- [Work to be completed]:
Take the line containing "in front of" as the first and the last line of the records below as the end, and please set down only what lies between them exactly, both ends included.

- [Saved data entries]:
════════════════════
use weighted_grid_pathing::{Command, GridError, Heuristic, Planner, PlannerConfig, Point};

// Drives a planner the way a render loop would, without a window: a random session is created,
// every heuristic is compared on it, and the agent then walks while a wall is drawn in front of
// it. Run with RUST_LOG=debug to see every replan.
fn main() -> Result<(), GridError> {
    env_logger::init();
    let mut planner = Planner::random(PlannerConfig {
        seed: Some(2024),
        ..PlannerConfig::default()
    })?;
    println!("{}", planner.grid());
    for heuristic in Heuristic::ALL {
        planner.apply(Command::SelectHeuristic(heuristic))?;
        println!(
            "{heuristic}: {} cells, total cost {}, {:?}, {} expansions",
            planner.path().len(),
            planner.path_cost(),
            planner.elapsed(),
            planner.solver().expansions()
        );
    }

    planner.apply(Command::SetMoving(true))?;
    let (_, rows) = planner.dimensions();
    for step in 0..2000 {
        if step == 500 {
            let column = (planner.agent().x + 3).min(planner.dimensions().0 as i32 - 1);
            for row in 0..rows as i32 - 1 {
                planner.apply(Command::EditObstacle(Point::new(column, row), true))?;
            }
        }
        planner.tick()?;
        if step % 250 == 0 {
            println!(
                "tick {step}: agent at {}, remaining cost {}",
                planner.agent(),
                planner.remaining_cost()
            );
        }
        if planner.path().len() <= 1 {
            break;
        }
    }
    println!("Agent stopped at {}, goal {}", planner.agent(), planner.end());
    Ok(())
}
════════════════════
- [Solution for this exercise]:
// every heuristic is compared on it, and the agent then walks while a wall is drawn in front of
// it. Run with RUST_LOG=debug to see every replan.
fn main() -> Result<(), GridError> {
    env_logger::init();
    let mut planner = Planner::random(PlannerConfig {
        seed: Some(2024),
        ..PlannerConfig::default()
    })?;
    println!("{}", planner.grid());
    for heuristic in Heuristic::ALL {
        planner.apply(Command::SelectHeuristic(heuristic))?;
        println!(
            "{heuristic}: {} cells, total cost {}, {:?}, {} expansions",
            planner.path().len(),
            planner.path_cost(),
            planner.elapsed(),
            planner.solver().expansions()
        );
    }

    planner.apply(Command::SetMoving(true))?;
    let (_, rows) = planner.dimensions();
    for step in 0..2000 {
        if step == 500 {
            let column = (planner.agent().x + 3).min(planner.dimensions().0 as i32 - 1);
            for row in 0..rows as i32 - 1 {
                planner.apply(Command::EditObstacle(Point::new(column, row), true))?;
            }
        }
        planner.tick()?;
        if step % 250 == 0 {
            println!(
                "tick {step}: agent at {}, remaining cost {}",
                planner.agent(),
                planner.remaining_cost()
            );
        }
        if planner.path().len() <= 1 {
            break;
        }
    }
    println!("Agent stopped at {}, goal {}", planner.agent(), planner.end());
    Ok(())
}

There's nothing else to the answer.